Our end-users are quite virtualization aware, they have demanded that we
support a number of features in our virtual infrastructure, this
included. It will be used frequently and often, maybe 100s of times a
day across our global infrastructure.
(b) Do you currently use virt-clone to clone guests?
Only in the lab, cloning or templating is a new initiative in our
maturing design, so the timing of revamping this is perfect for our
plans over the next few months.
(c) Do you have a homebrew method to clone guests? What does it do?
Yes, we often migrate and/or clone VMs in the lab between VMware and KVM
and Hyper-V and back again. VMware and KVM is quite easy, given the
flexibility of common shared storage support and VM disks in RAW format
adaptable to VMware and KVM. Hyper-V has its own challenges given its
limitations by design. For VMware to KVM and back, we have a few bash
scripts that we use. Migrations are straight-forward, since no
personality customization is needed, but true clones, which we use for
SPECVirt analysis for example, we have to remove/reapply personality.
This is not trivial, since we have a lot of applications in our base
image that are infrastructure aware, and require reconfiguration, or
re-initialization, beyond the typical sysprep or OS level changes.
Windows is especially painful on this point. Our personality management
scripting is in a constant state of change because we are routinely
updating our core images.
(d) Do you use another tool to clone guests? (And how is it?)

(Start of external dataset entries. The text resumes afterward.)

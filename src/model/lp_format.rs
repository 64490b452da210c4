//! Export of an `AssembledSystem` in CPLEX LP format, readable by most MIP solvers.

use std::fmt::Write as _;
use std::io::{self, Write};

use itertools::Itertools;

use super::{AssembledSystem, LinExpr, VarType};

/// Terms per line before wrapping, the format limits line length
const TERMS_PER_LINE: usize = 8;

fn number(value: f64) -> String {
    if value.fract() == 0.0 && value.abs() < 1e15 {
        format!("{}", value as i64)
    } else {
        format!("{}", value)
    }
}

impl AssembledSystem {
    fn render_terms(&self, expr: &LinExpr) -> String {
        let terms = expr
            .terms()
            .iter()
            .filter(|(_, coeff)| *coeff != 0.0)
            .enumerate()
            .map(|(k, (var, coeff))| {
                let name = &self.vars()[*var].name;
                let sign = if *coeff < 0.0 { "-" } else { "+" };
                let magnitude = coeff.abs();
                let term = if magnitude == 1.0 {
                    name.to_string()
                } else {
                    format!("{} {}", number(magnitude), name)
                };
                match (k, sign) {
                    (0, "+") => term,
                    _ => format!("{} {}", sign, term),
                }
            })
            .chunks(TERMS_PER_LINE)
            .into_iter()
            .map(|mut line| line.join(" "))
            .join("\n   ");

        if terms.is_empty() {
            "0".to_string()
        } else {
            terms
        }
    }

    /// Writes the system in CPLEX LP format
    pub fn write_lp<W: Write>(&self, writer: &mut W) -> io::Result<()> {
        writeln!(writer, "\\* {} ({}) *\\", self.name(), self.run_id())?;
        writeln!(writer, "Minimize")?;
        writeln!(writer, " obj: {}", self.render_terms(self.objective()))?;
        writeln!(writer, "Subject To")?;
        for c in self.constraints() {
            writeln!(
                writer,
                " {}: {} = {}",
                c.name,
                self.render_terms(&c.lhs),
                number(c.rhs)
            )?;
        }

        // Variables default to [0, inf), only other bounds are written
        let bounds = self
            .vars()
            .iter()
            .filter(|v| v.lower != 0.0 || v.upper.is_finite())
            .fold(String::new(), |mut out, v| {
                let upper = if v.upper.is_finite() {
                    number(v.upper)
                } else {
                    "+inf".to_string()
                };
                let _ = writeln!(out, " {} <= {} <= {}", number(v.lower), v.name, upper);
                out
            });
        if !bounds.is_empty() {
            writeln!(writer, "Bounds")?;
            write!(writer, "{}", bounds)?;
        }

        let integers = self
            .vars()
            .iter()
            .filter(|v| v.vtype == VarType::Integer)
            .map(|v| v.name.as_str())
            .chunks(TERMS_PER_LINE);
        let mut integers = integers.into_iter().peekable();
        if integers.peek().is_some() {
            writeln!(writer, "General")?;
            for mut line in integers {
                writeln!(writer, " {}", line.join(" "))?;
            }
        }

        writeln!(writer, "End")
    }

    pub fn to_lp_string(&self) -> String {
        let mut buffer = Vec::new();
        self.write_lp(&mut buffer)
            .expect("writing into a Vec<u8> never fails");
        String::from_utf8_lossy(&buffer).into_owned()
    }
}

#[cfg(test)]
mod tests {
    use crate::config::PlanningConfig;
    use crate::model::{ModelBuilder, ModelInputs};
    use ndarray::{arr1, arr2};

    fn lp() -> String {
        let config = PlanningConfig::new(2, 3, 2).unwrap();
        let inputs = ModelInputs {
            costs: arr2(&[[0.0, 2.0], [2.0, 0.0]]),
            sigma: arr1(&[5.0, 5.0]),
            theta: arr1(&[1.0, 0.0]),
            alpha: arr2(&[[1.0, 0.0, 0.0], [0.0, 1.0, 0.0]]),
            beta: arr2(&[[1.0, 0.0, 0.0], [0.0, 1.0, 0.0]]),
        };
        ModelBuilder::new(&config)
            .build(&inputs)
            .unwrap()
            .to_lp_string()
    }

    #[test]
    fn has_all_sections_in_order() {
        let lp = lp();
        let positions: Vec<usize> = ["Minimize", "Subject To", "General", "End"]
            .iter()
            .map(|section| lp.find(section).unwrap())
            .collect();
        assert!(positions.windows(2).all(|w| w[0] < w[1]));
        assert!(!lp.contains("Bounds"));
    }

    #[test]
    fn writes_every_constraint() {
        let lp = lp();
        assert!(lp.contains(" init_cap_0: A_0_0_0 + D_0_0 = 5"));
        assert!(lp.contains(" init_backlog_0: A_0_0_0 + A_0_1_0 + H_0_0 = 1"));
        for name in ["cap_bal_1_1", "cap_recycle_0_2", "backlog_bal_1_2"] {
            assert!(lp.contains(&format!(" {}: ", name)), "missing {}", name);
        }
    }

    #[test]
    fn skips_zero_costs_in_objective() {
        let lp = lp();
        assert!(lp.contains(" obj: 300 H_0_0"));
        assert!(lp.contains("2 A_0_1_0"));
        assert!(!lp.contains("0 A_0_0_0"));
    }

    #[test]
    fn declares_all_variables_integer() {
        let lp = lp();
        let general = &lp[lp.find("General").unwrap()..lp.find("End").unwrap()];
        assert_eq!(general.split_whitespace().count(), 1 + 12 + 6 + 6);
    }
}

We have used platespin off and on, and of course use various tools and
methods core to WAIK tool set for Windows. But custom scripting is the
significant 800 pound gorilla in the room on this point. A specific in
VM agent or service that would explicitly support re-personalization
regardless of OS or application level would be of great benefit, since
meta-data or a back-end database could drive the re-personalization,
provided a more stateless model. Especially for Windows this might be
an idea worth consideration. BladeLogic, Ops-ware, Altaris, etc. all
use some form of this idea, but they are also focused on provisioning in
general so the meta-data driven re-personalization gets lost in the
overall product.
(e) When you clone a guest, do you "sysprep" it or would you like to?
(Using the term "sysprep" generically here, I mean any sort of
reinitialization for Linux or Windows guests).
Sysprep is fine as a place to start, but even when Microsoft wrote
sysprep, it was an idea that was ignored for a long time, and it was
never focused on, the world has since gone forward, so sysprep is at
best, only a starting point for what is needed to abstract personality.
A better solution would be that we image/clone the personality specific
deltas and archive them to a library, rather than complete clones that
have personality logic staged for implementation on first boot.
(f) How do you feel about a multi-step process?
virt-clone -> virt-sysprep -> virt-resize (for example)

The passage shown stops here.